The announcement came after months of campaigning from regional and national dairy groups, including local organizations like Dairy Farmers Working Together, who have championed the idea of a growth management program. Such a plan, supporters say, could turn around a dairy industry that, regionally, has been in a nosedive since last winter.
Dairy farmers in Vermont are currently producing milk at a loss. The continued low milk prices come after a year in which dairymen in the state went into staggering debt to continue operating their farms, to the tune of around $800 to $1,000 per cow. For the average dairy farm in Vermont that equaled roughly $100,000 in debt in 2009.
“Following last year’s devastating dairy price crisis, the need for a plan to match supply with demand is clear. To delay in addressing the enduring challenges of price volatility is to leave Vermont farmers vulnerable to a system that simply is not working,” Welch said. “The introduction of this bill is just a first step, but it is an important step. Working together, we will refine it to ensure that it works for dairy farmers — in Vermont and throughout the country.”
The bill’s priorities call for reducing milk price volatility while ensuring that farmers still have the flexibility to enter the dairy industry or expand their farms.
The program would operate on a farm-by-farm basis. Each farm would be given a certain amount of milk they would be allowed to produce, and that number would be based on the amount of milk that farm shipped the year before.
Each quarter, the Secretary of Agriculture would announce the “growth rate” at which farmers could exceed last year’s production without paying any penalty fees.

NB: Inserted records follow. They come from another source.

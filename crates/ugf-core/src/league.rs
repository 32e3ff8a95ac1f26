// League reference dataset: teams, players, and personnel, looked up by id.
//
// Read-only. The career save refers to entries here only by id.

use std::collections::BTreeMap;
use std::path::Path;

use serde::{Deserialize, Serialize};
use thiserror::Error;
use tracing::info;

/// Contract team id carried by unsigned personnel.
pub const FREE_AGENT: &str = "FREE_AGENT";

/// Shown when a team id cannot be resolved.
pub const UNKNOWN_ABBREV: &str = "—";

const COORDINATOR_ROLES: [&str; 4] = ["HC", "OC", "DC", "STC"];

#[derive(Debug, Error)]
pub enum LeagueDataError {
    #[error("failed to read league data at {path}: {source}")]
    Io {
        path: String,
        source: std::io::Error,
    },

    #[error("malformed league data: {0}")]
    Parse(#[from] serde_json::Error),
}

#[derive(Debug, Clone, PartialEq, Serialize, Deserialize)]
#[serde(rename_all = "camelCase")]
pub struct Team {
    pub team_id: String,
    pub abbrev: String,
    pub name: String,
    pub region: String,
    pub conference_id: String,
    pub division_id: String,
    pub stadium: String,
    pub logo_key: String,
    pub is_active: bool,
    #[serde(default)]
    pub notes: Option<String>,
}

impl Team {
    /// "Region Name", e.g. "Atlanta Apex".
    pub fn display_name(&self) -> String {
        format!("{} {}", self.region, self.name)
    }

    pub fn logo_path(&self) -> String {
        format!("/logos/{}.png", self.logo_key)
    }
}

#[derive(Debug, Clone, Copy, PartialEq, Eq, Serialize, Deserialize)]
#[serde(rename_all = "lowercase")]
pub enum TraitKind {
    Positive,
    Neutral,
    Negative,
}

#[derive(Debug, Clone, PartialEq, Eq, Serialize, Deserialize)]
pub struct PlayerTrait {
    pub text: String,
    #[serde(rename = "type")]
    pub kind: TraitKind,
}

#[derive(Debug, Clone, Copy, PartialEq, Eq, Serialize, Deserialize)]
#[serde(rename_all = "lowercase")]
pub enum PlayerStatus {
    Normal,
    Injured,
    Rising,
    Declining,
}

/// Attribute groups, each a map of rating name to value.
#[derive(Debug, Clone, Default, PartialEq, Serialize, Deserialize)]
pub struct PlayerRatings {
    #[serde(default)]
    pub physical: BTreeMap<String, f64>,
    #[serde(default)]
    pub mental: BTreeMap<String, f64>,
    #[serde(default)]
    pub technical: BTreeMap<String, f64>,
}

#[derive(Debug, Clone, PartialEq, Serialize, Deserialize)]
#[serde(rename_all = "camelCase")]
pub struct Player {
    pub player_id: String,
    pub first_name: String,
    pub last_name: String,
    pub position: String,
    pub archetype: String,
    pub age: u32,
    pub ovr: u32,
    pub contract_team_id: String,
    pub contract_years: u32,
    pub contract_salary: u64,
    #[serde(default)]
    pub ratings: Option<PlayerRatings>,
    #[serde(default)]
    pub traits: Vec<PlayerTrait>,
    #[serde(default)]
    pub status: Option<PlayerStatus>,
}

impl Player {
    pub fn full_name(&self) -> String {
        format!("{} {}", self.first_name, self.last_name)
    }
}

#[derive(Debug, Clone, PartialEq, Serialize, Deserialize)]
#[serde(rename_all = "camelCase")]
pub struct Personnel {
    pub personnel_id: String,
    pub first_name: String,
    pub last_name: String,
    pub role: String,
    pub age: u32,
    pub ovr: u32,
    pub contract_team_id: String,
    pub contract_years: u32,
    pub contract_salary: u64,
    pub specialty: String,
}

impl Personnel {
    pub fn full_name(&self) -> String {
        format!("{} {}", self.first_name, self.last_name)
    }
}

/// Display form of a personnel role code.
pub fn normalize_role(role: &str) -> &str {
    match role {
        "WR_RB_COACH" => "WR/RB Coach",
        other => other,
    }
}

/// Whether `role` is a position coach rather than the head coach or a
/// coordinator.
pub fn is_position_coach(role: &str) -> bool {
    !COORDINATOR_ROLES.contains(&role)
}

/// The whole reference dataset. An empty dataset is valid; every lookup
/// simply misses.
#[derive(Debug, Clone, Default, PartialEq, Serialize, Deserialize)]
pub struct LeagueDb {
    #[serde(rename = "Teams", default)]
    pub teams: Vec<Team>,
    #[serde(rename = "Players", default)]
    pub players: Vec<Player>,
    #[serde(rename = "Personnel", default)]
    pub personnel: Vec<Personnel>,
}

impl LeagueDb {
    pub fn from_json(json: &str) -> Result<Self, LeagueDataError> {
        Ok(serde_json::from_str(json)?)
    }

    pub fn load(path: impl AsRef<Path>) -> Result<Self, LeagueDataError> {
        let path = path.as_ref();
        let raw = std::fs::read_to_string(path).map_err(|source| LeagueDataError::Io {
            path: path.display().to_string(),
            source,
        })?;
        let db = Self::from_json(&raw)?;
        info!(
            "Loaded league data: {} teams, {} players, {} personnel",
            db.teams.len(),
            db.players.len(),
            db.personnel.len()
        );
        Ok(db)
    }

    /// Canonical team id for a team id or abbreviation. Ids take precedence.
    pub fn resolve_team_id(&self, id_or_abbrev: &str) -> Option<&str> {
        self.teams
            .iter()
            .find(|t| t.team_id == id_or_abbrev)
            .or_else(|| self.teams.iter().find(|t| t.abbrev == id_or_abbrev))
            .map(|t| t.team_id.as_str())
    }

    pub fn team(&self, id_or_abbrev: &str) -> Option<&Team> {
        let team_id = self.resolve_team_id(id_or_abbrev)?;
        self.teams.iter().find(|t| t.team_id == team_id)
    }

    /// Team display name, or the input itself when the team is unknown.
    pub fn team_display_name(&self, id_or_abbrev: &str) -> String {
        self.team(id_or_abbrev)
            .map(Team::display_name)
            .unwrap_or_else(|| id_or_abbrev.to_string())
    }

    pub fn team_abbrev(&self, id_or_abbrev: &str) -> &str {
        self.team(id_or_abbrev)
            .map(|t| t.abbrev.as_str())
            .unwrap_or(UNKNOWN_ABBREV)
    }

    /// Players under contract with the team.
    pub fn roster(&self, id_or_abbrev: &str) -> Vec<&Player> {
        let Some(team_id) = self.resolve_team_id(id_or_abbrev) else {
            return Vec::new();
        };
        self.players
            .iter()
            .filter(|p| p.contract_team_id == team_id)
            .collect()
    }

    pub fn player(&self, player_id: &str) -> Option<&Player> {
        self.players.iter().find(|p| p.player_id == player_id)
    }

    /// Coaches and coordinators under contract with the team.
    pub fn staff(&self, id_or_abbrev: &str) -> Vec<&Personnel> {
        let Some(team_id) = self.resolve_team_id(id_or_abbrev) else {
            return Vec::new();
        };
        self.personnel
            .iter()
            .filter(|p| p.contract_team_id == team_id)
            .collect()
    }

    pub fn free_agent_coaches(&self) -> Vec<&Personnel> {
        self.personnel
            .iter()
            .filter(|p| p.contract_team_id == FREE_AGENT)
            .collect()
    }

    pub fn personnel(&self, personnel_id: &str) -> Option<&Personnel> {
        self.personnel.iter().find(|p| p.personnel_id == personnel_id)
    }
}

#[cfg(test)]
pub(crate) mod tests {
    use super::*;

    pub(crate) const SAMPLE: &str = r#"{
        "Teams": [
            {
                "teamId": "ATLANTA_APEX", "abbrev": "ATL", "name": "Apex", "region": "Atlanta",
                "conferenceId": "EAST", "divisionId": "EAST_SOUTH", "stadium": "Peachtree Field",
                "logoKey": "atl_apex", "isActive": true
            },
            {
                "teamId": "BIRMINGHAM_VULCANS", "abbrev": "BHM", "name": "Vulcans",
                "region": "Birmingham", "conferenceId": "EAST", "divisionId": "EAST_SOUTH",
                "stadium": "Iron Bowl", "logoKey": "bhm_vulcans", "isActive": true, "notes": null
            }
        ],
        "Players": [
            {
                "playerId": "P1", "firstName": "Marcus", "lastName": "Hale", "position": "QB",
                "archetype": "Field General", "age": 27, "ovr": 81, "contractTeamId": "ATLANTA_APEX",
                "contractYears": 3, "contractSalary": 21000000,
                "ratings": { "physical": { "speed": 72 } },
                "traits": [{ "text": "Film junkie", "type": "positive" }],
                "status": "rising"
            },
            {
                "playerId": "P2", "firstName": "Dre", "lastName": "Olsen", "position": "CB",
                "archetype": "Ball Hawk", "age": 24, "ovr": 74, "contractTeamId": "ATLANTA_APEX",
                "contractYears": 2, "contractSalary": 3000000
            },
            {
                "playerId": "P3", "firstName": "Lou", "lastName": "Banks", "position": "OT",
                "archetype": "Pass Protector", "age": 30, "ovr": 69,
                "contractTeamId": "BIRMINGHAM_VULCANS", "contractYears": 1, "contractSalary": 900000
            }
        ],
        "Personnel": [
            {
                "personnelId": "C1", "firstName": "Ray", "lastName": "Dunn", "role": "OC", "age": 51,
                "ovr": 77, "contractTeamId": "ATLANTA_APEX", "contractYears": 2,
                "contractSalary": 1500000, "specialty": "West Coast"
            },
            {
                "personnelId": "C2", "firstName": "Ike", "lastName": "Moss", "role": "WR_RB_COACH",
                "age": 44, "ovr": 66, "contractTeamId": "FREE_AGENT", "contractYears": 0,
                "contractSalary": 0, "specialty": "Route Running"
            }
        ]
    }"#;

    pub(crate) fn sample_db() -> LeagueDb {
        LeagueDb::from_json(SAMPLE).expect("sample league data should parse")
    }

    // -----------------------------------------------------------------------
    // Loading
    // -----------------------------------------------------------------------

    #[test]
    fn sample_parses_with_optional_fields() {
        let db = sample_db();
        assert_eq!(db.teams.len(), 2);
        let p1 = db.player("P1").unwrap();
        assert_eq!(p1.status, Some(PlayerStatus::Rising));
        assert_eq!(p1.traits[0].kind, TraitKind::Positive);
        assert_eq!(p1.ratings.as_ref().unwrap().physical["speed"], 72.0);
        assert!(db.player("P2").unwrap().traits.is_empty());
    }

    #[test]
    fn empty_object_is_an_empty_league() {
        assert_eq!(LeagueDb::from_json("{}").unwrap(), LeagueDb::default());
    }

    #[test]
    fn malformed_json_is_reported() {
        let err = LeagueDb::from_json(r#"{"Teams": 5}"#).unwrap_err();
        assert!(matches!(err, LeagueDataError::Parse(_)));
    }

    #[test]
    fn load_reads_file_and_reports_missing() {
        let dir = tempfile::tempdir().unwrap();
        let path = dir.path().join("league.json");
        std::fs::write(&path, SAMPLE).unwrap();
        assert_eq!(LeagueDb::load(&path).unwrap(), sample_db());

        let missing = LeagueDb::load(dir.path().join("nope.json")).unwrap_err();
        assert!(matches!(missing, LeagueDataError::Io { .. }));
    }

    // -----------------------------------------------------------------------
    // Lookups
    // -----------------------------------------------------------------------

    #[test]
    fn resolves_by_id_or_abbrev() {
        let db = sample_db();
        assert_eq!(db.resolve_team_id("ATLANTA_APEX"), Some("ATLANTA_APEX"));
        assert_eq!(db.resolve_team_id("BHM"), Some("BIRMINGHAM_VULCANS"));
        assert_eq!(db.resolve_team_id("XYZ"), None);
    }

    #[test]
    fn display_name_and_abbrev_fall_back() {
        let db = sample_db();
        assert_eq!(db.team_display_name("ATL"), "Atlanta Apex");
        assert_eq!(db.team_display_name("MILWAUKEE_NORTHSHORE"), "MILWAUKEE_NORTHSHORE");
        assert_eq!(db.team_abbrev("BIRMINGHAM_VULCANS"), "BHM");
        assert_eq!(db.team_abbrev("MILWAUKEE_NORTHSHORE"), UNKNOWN_ABBREV);
        assert_eq!(db.team("ATL").unwrap().logo_path(), "/logos/atl_apex.png");
    }

    #[test]
    fn roster_and_staff_filter_by_contract() {
        let db = sample_db();
        let roster: Vec<_> = db.roster("ATL").into_iter().map(|p| p.player_id.as_str()).collect();
        assert_eq!(roster, ["P1", "P2"]);
        assert!(db.roster("XYZ").is_empty());

        let staff: Vec<_> = db.staff("ATLANTA_APEX").into_iter().map(|p| p.full_name()).collect();
        assert_eq!(staff, ["Ray Dunn"]);

        let free: Vec<_> = db.free_agent_coaches().into_iter().map(|p| p.personnel_id.as_str()).collect();
        assert_eq!(free, ["C2"]);
        assert_eq!(db.personnel("C1").unwrap().role, "OC");
    }

    #[test]
    fn role_helpers() {
        assert_eq!(normalize_role("WR_RB_COACH"), "WR/RB Coach");
        assert_eq!(normalize_role("QB_COACH"), "QB_COACH");
        assert!(!is_position_coach("HC"));
        assert!(!is_position_coach("STC"));
        assert!(is_position_coach("WR_RB_COACH"));
    }
}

Farmers that exceed that level of growth would have to pay additional fees, which would be redistributed as dividends to farms that stayed within their quota.
The program would require a referendum of dairy producers to be enacted, and farmers would vote again in three years to determine whether to continue the program. Additionally, farmers from around the country would sit on a board that would advise the Secretary of Agriculture on the operation of the new plan.
Growth management plans are not without opponents. Though supporters point to the benefit of eliminating catastrophically low prices, some local farmers have argued conversely that such a plan could curb the earning potential of dairy farms by eliminating the boom times of high milk prices.
Others, like former organic dairy farmer and Leicester resident James Maroney, expressed skepticism that a growth management plan could even work.
Maroney, who has written about the economics of dairy farming, said that government officials and farmers have opposing purposes. Though farmers want and need prices to rise in order to stay in business, Maroney finds it unlikely that public officials will campaign for higher food prices when most of their constituents are customers rather than producers.
“I believe that any government official who stands up and says, ‘The price of food must rise,’ is a dead man,” Maroney said. “What (Welch) wants to do is mollify the farmers without enraging the consumers.”
He estimated that the national milk supply would need to be cut by at least five percent for farmers to see any significant change in milk prices, and was doubtful that a growth management plan would go to such extremes. He also said he finds it unlikely that farmers themselves would abide by the sort of dramatic cuts he thinks are necessary to bring prices up to a livable wage for farmers.
“For an industry that has been choking on overproduction for at least two decades, any plan that in its very first word enshrines the word ‘growth’ is doomed to fail,” Maroney said.